Recorded information ::
--

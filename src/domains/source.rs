// Project and source-control state shared by every step

use serde::{Deserialize, Serialize};
use serde_json::{json, Value};
use std::fmt;
use std::str::FromStr;

use super::{field, DomainState};

/// Where the project's application source comes from
#[derive(Debug, Clone, Copy, PartialEq, Eq, Serialize, Deserialize)]
#[serde(rename_all = "lowercase")]
pub enum SourceKind {
    Github,
    Docker,
}

impl fmt::Display for SourceKind {
    fn fmt(&self, f: &mut fmt::Formatter<'_>) -> fmt::Result {
        match self {
            SourceKind::Github => f.write_str("github"),
            SourceKind::Docker => f.write_str("docker"),
        }
    }
}

impl FromStr for SourceKind {
    type Err = String;

    fn from_str(s: &str) -> Result<Self, Self::Err> {
        match s.to_ascii_lowercase().as_str() {
            "github" => Ok(SourceKind::Github),
            "docker" => Ok(SourceKind::Docker),
            other => Err(format!("unknown source '{other}' (expected github or docker)")),
        }
    }
}

/// Top-level wizard state, persisted under `stateHandler`
#[derive(Debug, Clone, Default, PartialEq, Eq)]
pub struct OnboardingState {
    project_id: Option<u64>,
    project_name: Option<String>,
    connected_source: Option<SourceKind>,
    skipped_registry_connection: bool,
    skipped_resource_provisioning: bool,
}

impl OnboardingState {
    pub const KEY: &'static str = "stateHandler";

    pub fn project_id(&self) -> Option<u64> {
        self.project_id
    }

    pub fn project_name(&self) -> Option<&str> {
        self.project_name.as_deref()
    }

    pub fn connected_source(&self) -> Option<SourceKind> {
        self.connected_source
    }

    pub fn skipped_registry_connection(&self) -> bool {
        self.skipped_registry_connection
    }

    pub fn skipped_resource_provisioning(&self) -> bool {
        self.skipped_resource_provisioning
    }

    pub fn set_project(&mut self, id: u64, name: impl Into<String>) {
        self.project_id = Some(id);
        self.project_name = Some(name.into());
    }

    pub fn connect_source(&mut self, source: SourceKind) {
        self.connected_source = Some(source);
    }

    pub fn skip_registry_connection(&mut self) {
        self.skipped_registry_connection = true;
    }

    pub fn skip_resource_provisioning(&mut self) {
        self.skipped_resource_provisioning = true;
    }
}

impl DomainState for OnboardingState {
    fn key(&self) -> &'static str {
        Self::KEY
    }

    fn clear_state(&mut self) {
        *self = Self::default();
    }

    fn snapshot(&self) -> Value {
        json!({
            "projectId": self.project_id,
            "projectName": self.project_name,
            "connectedSource": self.connected_source,
            "skippedRegistryConnection": self.skipped_registry_connection,
            "skippedResourceProvisioning": self.skipped_resource_provisioning,
        })
    }

    fn restore_state(&mut self, prev: &Value) {
        if let Some(id) = field(prev, "projectId") {
            self.project_id = Some(id);
        }
        if let Some(name) = field(prev, "projectName") {
            self.project_name = Some(name);
        }
        if let Some(source) = field(prev, "connectedSource") {
            self.connected_source = Some(source);
        }
        if let Some(skipped) = field(prev, "skippedRegistryConnection") {
            self.skipped_registry_connection = skipped;
        }
        if let Some(skipped) = field(prev, "skippedResourceProvisioning") {
            self.skipped_resource_provisioning = skipped;
        }
    }
}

--

About this exercise :: In the entries above, find the line holding "fn from_str(s: &str)" and the line holding "pub fn skip_registry_connection(&mut", then retype exactly those two lines and every line between them, and nothing else.

Answer below ::
    fn from_str(s: &str) -> Result<Self, Self::Err> {
        match s.to_ascii_lowercase().as_str() {
            "github" => Ok(SourceKind::Github),
            "docker" => Ok(SourceKind::Docker),
            other => Err(format!("unknown source '{other}' (expected github or docker)")),
        }
    }
}

/// Top-level wizard state, persisted under `stateHandler`
#[derive(Debug, Clone, Default, PartialEq, Eq)]
pub struct OnboardingState {
    project_id: Option<u64>,
    project_name: Option<String>,
    connected_source: Option<SourceKind>,
    skipped_registry_connection: bool,
    skipped_resource_provisioning: bool,
}

impl OnboardingState {
    pub const KEY: &'static str = "stateHandler";

    pub fn project_id(&self) -> Option<u64> {
        self.project_id
    }

    pub fn project_name(&self) -> Option<&str> {
        self.project_name.as_deref()
    }

    pub fn connected_source(&self) -> Option<SourceKind> {
        self.connected_source
    }

    pub fn skipped_registry_connection(&self) -> bool {
        self.skipped_registry_connection
    }

    pub fn skipped_resource_provisioning(&self) -> bool {
        self.skipped_resource_provisioning
    }

    pub fn set_project(&mut self, id: u64, name: impl Into<String>) {
        self.project_id = Some(id);
        self.project_name = Some(name.into());
    }

    pub fn connect_source(&mut self, source: SourceKind) {
        self.connected_source = Some(source);
    }

    pub fn skip_registry_connection(&mut self) {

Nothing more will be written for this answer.